That simplified path assumes the model endpoint already exists. Setting up the model server remains hardware-specific, especially for GPU/Vulkan/driver paths.

The checked-in configs keep a host-friendly endpoint:

http://127.0.0.1:8161/v1

When the agent itself runs in Docker, scripts/run_agent.sh automatically overrides that URL inside the container to:

http://agentic-qwen36-server:8161/v1

Useful networking overrides:

DOCKER_NETWORK=agentic-feedback-net          # model-server container network
AGENT_DOCKER_NETWORK=agentic-feedback-net    # agent container network
MODEL_SERVER_CONTAINER=agentic-qwen36-server # DNS name used inside the network
MODEL_SERVER_PORT=8161
AGENT_IMPLEMENTATION_BASE_URL=http://my-model:9000/v1

Use DOCKER_NETWORK=host AGENT_DOCKER_NETWORK=host only if you deliberately want the older host-network behavior.

AMD And Driver Notes

The validated local path for this project is Vulkan, not ROCm.

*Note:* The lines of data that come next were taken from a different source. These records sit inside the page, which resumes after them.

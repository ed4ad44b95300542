//! Death Clock CLI
//!
//! Renders the countdown to the projected death date. The date of birth
//! comes from `--dob` or the DEATH_CLOCK_DOB environment variable.

use std::process::ExitCode;
use std::thread;
use std::time::Duration;

use anyhow::Context;
use chrono::{DateTime, FixedOffset, Local};
use clap::Parser;
use serde::Serialize;

use death_clock::display::{render_countdown, render_statistics};
use death_clock::profile::parse_now;
use death_clock::{
    Assumptions, Countdown, Error, LifeStatistics, Profile, ProjectionEngine, ASSUMED_LIFESPAN_YEARS,
};

const SETUP_PROMPT: &str = "No date of birth set. Pass --dob YYYY-MM-DD or set DEATH_CLOCK_DOB.";

#[derive(Debug, Parser)]
#[command(name = "death_clock", version, about = "Countdown to your statistically estimated death date")]
struct Args {
    /// Date of birth (YYYY-MM-DD)
    #[arg(long, env = "DEATH_CLOCK_DOB")]
    dob: Option<String>,

    /// Assumed total lifespan in years
    #[arg(long, env = "DEATH_CLOCK_LIFESPAN", default_value_t = ASSUMED_LIFESPAN_YEARS)]
    lifespan: u32,

    /// Evaluate at this instant instead of the wall clock
    #[arg(long)]
    now: Option<String>,

    /// Print life statistics below the countdown
    #[arg(long)]
    stats: bool,

    /// Emit JSON instead of text
    #[arg(long)]
    json: bool,

    /// Refresh once per second until interrupted
    #[arg(long, conflicts_with_all = ["now", "json"])]
    watch: bool,
}

#[derive(Serialize)]
struct Report {
    date_of_birth: chrono::NaiveDate,
    countdown: Countdown,
    #[serde(skip_serializing_if = "Option::is_none")]
    statistics: Option<LifeStatistics>,
}

fn main() -> anyhow::Result<ExitCode> {
    env_logger::init();

    let args = Args::parse();

    let profile = match Profile::parse(args.dob.as_deref().unwrap_or_default()) {
        Ok(profile) => profile,
        Err(Error::MissingDateOfBirth) => {
            eprintln!("{}", SETUP_PROMPT);
            return Ok(ExitCode::FAILURE);
        }
        Err(err) => return Err(err).context("reading date of birth"),
    };

    let engine = ProjectionEngine::new(Assumptions::with_lifespan(args.lifespan));
    log::debug!(
        "date of birth {}, projected death date {}",
        profile.date_of_birth,
        engine.death_date(profile.date_of_birth)
    );

    if args.watch {
        watch(&engine, &profile, args.stats);
    }

    let now = match args.now.as_deref() {
        Some(raw) => parse_now(raw).context("reading --now")?,
        None => Local::now().fixed_offset(),
    };

    if args.json {
        let report = Report {
            date_of_birth: profile.date_of_birth,
            countdown: engine.countdown(profile.date_of_birth, &now),
            statistics: args.stats.then(|| engine.statistics(profile.date_of_birth, &now)),
        };
        println!("{}", serde_json::to_string_pretty(&report)?);
    } else {
        print_snapshot(&engine, &profile, &now, args.stats);
    }

    Ok(ExitCode::SUCCESS)
}

fn print_snapshot(engine: &ProjectionEngine, profile: &Profile, now: &DateTime<FixedOffset>, with_stats: bool) {
    for line in render_countdown(&engine.countdown(profile.date_of_birth, now)) {
        println!("{}", line);
    }
    if with_stats {
        println!();
        for line in render_statistics(&engine.statistics(profile.date_of_birth, now)) {
            println!("{}", line);
        }
    }
}

fn watch(engine: &ProjectionEngine, profile: &Profile, with_stats: bool) -> ! {
    loop {
        // Clear screen and home the cursor
        print!("\x1b[2J\x1b[H");
        print_snapshot(engine, profile, &Local::now().fixed_offset(), with_stats);
        thread::sleep(Duration::from_secs(1));
    }
}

On the AMD Ryzen AI Max+ 395 / Strix Halo machine used during development, llama.cpp with Vulkan was more reliable than ROCm for GGUF serving.

Optional AMD/Vulkan host diagnostics use these packages:

libvulkan1 mesa-vulkan-drivers vulkan-tools clinfo

Useful checks:

vulkaninfo --summary
ls -l /dev/dri
clinfo | head -80

If Vulkan causes instability, try CPU fallback for the model server:

USE_DRI=0 GPU_LAYERS=0 MODEL_ROOT=$HOME/hf/models bash scripts/start_default_model_server.sh

That is much slower, but it avoids GPU-driver paths. ROCm is not required and is intentionally not automated here.

Workflow

The workflow is deliberately more structured than one-pass code generation:

  1. Requirements refinement fills gaps in the user prompt, records assumptions, and drafts a plan.
  2. Plan validation checks whether the plan is feasible, clear, ordered, and verifiable before implementation starts.
  3. Per-step implementation loops run one plan item at a time.
  4. Feedback reviews inspect requirements, code, files, command output, reports, screenshots, git diffs, and previous critique before accepting a step.
  5. A workspace-local git repository records the accepted baseline and each accepted plan step.
  6. A final whole-project review checks the complete result after all individual steps are done.
  7. Context compaction preserves durable memory when the transcript approaches the configured context window.

Both agents share one durable chat history. New feedback is appended at the end; previous requirements, implementation attempts, reviews, and correction requests stay visible until compaction is needed. When compaction does run, the harness pins the current requirements, plan, research notes, step status, and recent plan notes into the compacted active context so the agents do not have to rediscover what they are supposed to be doing.

Existing Projects

The harness can work on an existing codebase instead of creating a new project from scratch. Point runtime.workspace at the project folder and, if the project already has its own PLAN.md or REQUIREMENTS.md, give the harness separate state filenames:

"runtime": {
  "docker_isolation": true,
  "workspace": "workspaces/existing-bugfix-demo",
  "plan_file": "AGENT_PLAN.md",
  "requirements_file": "AGENT_REQUIREMENTS.md",
  "research_file": "AGENT_RESEARCH.md"
}

The checked example seeds a small invoice calculator with a syntax error and a logic bug, then asks the agents to diagnose and repair it without rebuilding the project:

bash scripts/seed_existing_bugfix_fixture.sh
bash scripts/build_and_run.sh --config config.real-existing-bugfix.json

In the verified run, the reviewer first pushed back on vague investigation evidence, then caught that the implementation had fixed only the syntax error while leaving the tax calculation bug. The accepted result fixed both issues, preserved the public API, added BUGFIX_NOTES.md, and passed python -m unittest discover -v.

Terminal View

When runtime.print_transcript=true, the implementation and feedback turns print live so a long run shows progress instead of going silent. If stdout is a TTY and runtime.color_transcript=true, implementation turns use one color and feedback turns another; redirected logs stay plain text.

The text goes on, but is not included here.